In striking contrast to this strong sexual isolation in sympatry,
allopatric females do instead show a positive preference
for males with entirely dark wings (Figs. 2A and 3). Females
from allopatric populations respond significantly more positively
to such males than they do toward the normal (conspecific) male
phenotype which carries only a small wing patch (Figs. 1–3).
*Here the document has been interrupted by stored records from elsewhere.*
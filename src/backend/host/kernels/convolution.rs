//! Convolution kernels.
//!
//! All strategies compute the same NCHW x OIHW convolution; they differ in
//! how a work item maps onto output elements.

use std::collections::HashMap;

use half::f16;

use crate::backend::host::launch::{HostLaunch, Variant};
use crate::backend::host::table::{ElementKernels, Family, HostKernelFn};
use crate::element::Element;
use crate::error::RuntimeError;
use crate::kernel::ArgKind::{self, Buffer, U32};
use crate::worksize::{self, BlockSize};

/// input, weight, bias, merge, output, batch, in_c, in_h, in_w,
/// out_c, out_h, out_w, kernel_h, kernel_w, stride_h, stride_w,
/// pad_top, pad_left, dilation_h, dilation_w, groups, bias_term
const CONV: &[ArgKind] = &[
    Buffer, Buffer, Buffer, Buffer, Buffer, U32, U32, U32, U32, U32, U32, U32, U32, U32, U32, U32,
    U32, U32, U32, U32, U32, U32,
];

const GEMM_CHANNEL_BLOCK: usize = worksize::GEMM_CHANNEL_BLOCK as usize;
const DILATED_COLUMN_BLOCK: usize = worksize::DILATED_COLUMN_BLOCK as usize;

/// Blocks the PowerVR kernels are built for.
const POWERVR_BLOCKS: [BlockSize; 4] = [
    BlockSize::new(1, 1, 1),
    BlockSize::new(2, 1, 1),
    BlockSize::new(2, 1, 2),
    BlockSize::new(2, 2, 1),
];

macro_rules! powervr_kernels {
    ($x:literal, $y:literal, $z:literal) => {
        ElementKernels {
            f32: Some(conv_powervr::<f32, $x, $y, $z> as HostKernelFn),
            f16: Some(conv_powervr::<f16, $x, $y, $z> as HostKernelFn),
            ..Default::default()
        }
    };
}

pub(crate) fn register(table: &mut HashMap<String, Family>) {
    let conv_family = |kernels| {
        Family::plain(CONV, kernels)
            .with_activation()
            .with_merge_add()
    };
    table.insert(
        "direct".into(),
        conv_family(instantiate!(conv_direct => f32: f32, f16: f16)),
    );
    table.insert(
        "conv11".into(),
        conv_family(instantiate!(conv_pointwise => f32: f32, f16: f16)),
    );
    table.insert(
        "conv11_stride2".into(),
        conv_family(instantiate!(conv_pointwise => f32: f32, f16: f16)),
    );
    table.insert(
        "gemmBlocked".into(),
        conv_family(instantiate!(conv_gemm_blocked => f32: f32, f16: f16)),
    );
    table.insert(
        "dilation_conv_k3d8p8_4x8".into(),
        conv_family(instantiate!(conv_dilated_rows => f32: f32, f16: f16)),
    );

    for block in POWERVR_BLOCKS {
        let kernels = match (block.x, block.y, block.z) {
            (2, 1, 1) => powervr_kernels!(2, 1, 1),
            (2, 1, 2) => powervr_kernels!(2, 1, 2),
            (2, 2, 1) => powervr_kernels!(2, 2, 1),
            _ => powervr_kernels!(1, 1, 1),
        };
        for is1x1 in [0, 1] {
            for src_depth in [1, 2, 4] {
                let stem = format!(
                    "powervr_is1x1{}_srcdepth{}{}",
                    is1x1,
                    src_depth,
                    block.token()
                );
                table.insert(stem, conv_family(kernels));
            }
        }
    }
}

struct Conv<T> {
    input: Vec<T>,
    weight: Vec<T>,
    bias: Vec<T>,
    merge: Vec<T>,
    batch: usize,
    in_c: usize,
    in_h: usize,
    in_w: usize,
    out_c: usize,
    out_h: usize,
    out_w: usize,
    kernel: [usize; 2],
    stride: [usize; 2],
    pad: [usize; 2],
    dilation: [usize; 2],
    groups: usize,
    bias_term: bool,
}

impl<T: Element> Conv<T> {
    fn read(l: &HostLaunch<'_>, v: &Variant) -> Result<Self, RuntimeError> {
        let groups = l.usize(20)?;
        if groups == 0 {
            return Err(l.fail("groups is zero"));
        }
        Ok(Self {
            input: l.load(0)?,
            weight: l.load(1)?,
            bias: l.load(2)?,
            merge: if v.merge_add() { l.load(3)? } else { Vec::new() },
            batch: l.usize(5)?,
            in_c: l.usize(6)?,
            in_h: l.usize(7)?,
            in_w: l.usize(8)?,
            out_c: l.usize(9)?,
            out_h: l.usize(10)?,
            out_w: l.usize(11)?,
            kernel: [l.usize(12)?, l.usize(13)?],
            stride: [l.usize(14)?, l.usize(15)?],
            pad: [l.usize(16)?, l.usize(17)?],
            dilation: [l.usize(18)?, l.usize(19)?],
            groups,
            bias_term: l.u32(21)? != 0,
        })
    }

    fn contains(&self, b: usize, oc: usize, oy: usize, ox: usize) -> bool {
        b < self.batch && oc < self.out_c && oy < self.out_h && ox < self.out_w
    }

    /// Compute and write one output element, epilogue included.
    fn point(
        &self,
        l: &HostLaunch<'_>,
        v: &Variant,
        output: &mut [T],
        b: usize,
        oc: usize,
        oy: usize,
        ox: usize,
    ) -> Result<(), RuntimeError> {
        let icg = self.in_c / self.groups;
        let ocg = (self.out_c / self.groups).max(1);
        let group = oc / ocg;
        let [kh, kw] = self.kernel;

        let mut acc = if self.bias_term {
            l.get(&self.bias, oc)?.to_f32()
        } else {
            0.0
        };
        for ic in 0..icg {
            let c = group * icg + ic;
            for ky in 0..kh {
                let y = (oy * self.stride[0] + ky * self.dilation[0]) as i64 - self.pad[0] as i64;
                if y < 0 || y >= self.in_h as i64 {
                    continue;
                }
                for kx in 0..kw {
                    let x =
                        (ox * self.stride[1] + kx * self.dilation[1]) as i64 - self.pad[1] as i64;
                    if x < 0 || x >= self.in_w as i64 {
                        continue;
                    }
                    let xi = ((b * self.in_c + c) * self.in_h + y as usize) * self.in_w + x as usize;
                    let wi = ((oc * icg + ic) * kh + ky) * kw + kx;
                    acc += l.get(&self.input, xi)?.to_f32() * l.get(&self.weight, wi)?.to_f32();
                }
            }
        }

        let out_index = ((b * self.out_c + oc) * self.out_h + oy) * self.out_w + ox;
        if v.merge_add() {
            acc += l.get(&self.merge, out_index)?.to_f32();
        }
        l.set(output, out_index, T::from_f32(v.activation().apply(acc)))
    }
}

/// Grid `[out_w, out_h, batch * out_c]`.
fn conv_direct<T: Element>(l: &HostLaunch<'_>, v: &Variant) -> Result<(), RuntimeError> {
    let conv = Conv::<T>::read(l, v)?;
    let mut output = l.load::<T>(4)?;
    for [ox, oy, bc] in l.grid() {
        let (b, oc) = (bc / conv.out_c.max(1), bc % conv.out_c.max(1));
        if conv.contains(b, oc, oy, ox) {
            conv.point(l, v, &mut output, b, oc, oy, ox)?;
        }
    }
    l.store(4, &output)
}

/// Grid `[out_h * out_w, out_c, batch]`.
fn conv_pointwise<T: Element>(l: &HostLaunch<'_>, v: &Variant) -> Result<(), RuntimeError> {
    let conv = Conv::<T>::read(l, v)?;
    let mut output = l.load::<T>(4)?;
    for [hw, oc, b] in l.grid() {
        let (oy, ox) = (hw / conv.out_w.max(1), hw % conv.out_w.max(1));
        if conv.contains(b, oc, oy, ox) {
            conv.point(l, v, &mut output, b, oc, oy, ox)?;
        }
    }
    l.store(4, &output)
}

/// Grid `[out_h * out_w, ceil(out_c / 4), batch]`.
fn conv_gemm_blocked<T: Element>(l: &HostLaunch<'_>, v: &Variant) -> Result<(), RuntimeError> {
    let conv = Conv::<T>::read(l, v)?;
    let mut output = l.load::<T>(4)?;
    for [hw, slice, b] in l.grid() {
        let (oy, ox) = (hw / conv.out_w.max(1), hw % conv.out_w.max(1));
        for oc in slice * GEMM_CHANNEL_BLOCK..(slice + 1) * GEMM_CHANNEL_BLOCK {
            if conv.contains(b, oc, oy, ox) {
                conv.point(l, v, &mut output, b, oc, oy, ox)?;
            }
        }
    }
    l.store(4, &output)
}

/// Grid `[out_w / 8, out_h, batch * out_c]`, eight columns per item.
fn conv_dilated_rows<T: Element>(l: &HostLaunch<'_>, v: &Variant) -> Result<(), RuntimeError> {
    let conv = Conv::<T>::read(l, v)?;
    let mut output = l.load::<T>(4)?;
    for [gx, oy, bc] in l.grid() {
        let (b, oc) = (bc / conv.out_c.max(1), bc % conv.out_c.max(1));
        for ox in gx * DILATED_COLUMN_BLOCK..(gx + 1) * DILATED_COLUMN_BLOCK {
            if conv.contains(b, oc, oy, ox) {
                conv.point(l, v, &mut output, b, oc, oy, ox)?;
            }
        }
    }
    l.store(4, &output)
}

/// Grid `[ceil(out_w * batch / X), ceil(out_h / Y), ceil(ceil(out_c / 4) / Z)]`.
/// Each item covers X columns (batch folded into width), Y rows and Z
/// four-channel slices.
fn conv_powervr<T: Element, const X: usize, const Y: usize, const Z: usize>(
    l: &HostLaunch<'_>,
    v: &Variant,
) -> Result<(), RuntimeError> {
    let conv = Conv::<T>::read(l, v)?;
    let mut output = l.load::<T>(4)?;
    let width = conv.out_w.max(1);
    for [gx, gy, gz] in l.grid() {
        for xn in gx * X..(gx + 1) * X {
            let (b, ox) = (xn / width, xn % width);
            for oy in gy * Y..(gy + 1) * Y {
                for slice in gz * Z..(gz + 1) * Z {
                    for oc in slice * 4..slice * 4 + 4 {
                        if conv.contains(b, oc, oy, ox) {
                            conv.point(l, v, &mut output, b, oc, oy, ox)?;
                        }
                    }
                }
            }
        }
    }
    l.store(4, &output)
}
There was no overall preference for dark wings.

sprite wrote:

Mr.Samsa wrote:

Insane reinterpretation of the data... You're completely misunderstanding what learning and behavioral adaptations are.

Really??????????

Again from the paper:

The mechanisms for such aversive learning are still unknown, but they might have their origin in the physical interactions the males during the cage exposure experiments. For instance, heterospecific males might clasp females differently than conspecific males, or there might be a poor mechanical fit between the genitalia of males and females in the heterospecific couples (McPeek et al. 2008). Slight interspecific differences in fine-scale genital morphology (McPeek et al. 2008), might be perceived as tactical cues by females. There might also be behavioral differences between the species in how the different male types interacted with the females. These factors could provide the negative feedbacks that shape the final mate preferences in females, and the result might be an increased aversion against heterospecific males in sympatry.

So the very extensive and widely documented incredibly diverse genitalia in insects - when the bodies are otherwise indistinguishable - and the connection between this and the females choice of the sperm used, and between this and speciation etc etc plus this clearly happening here is to your mind 'insane'.

Indeed, and the quote you presented contradicts your interpretation - they do not suggest that this form of discrimination learning is a result of an evolved behavior.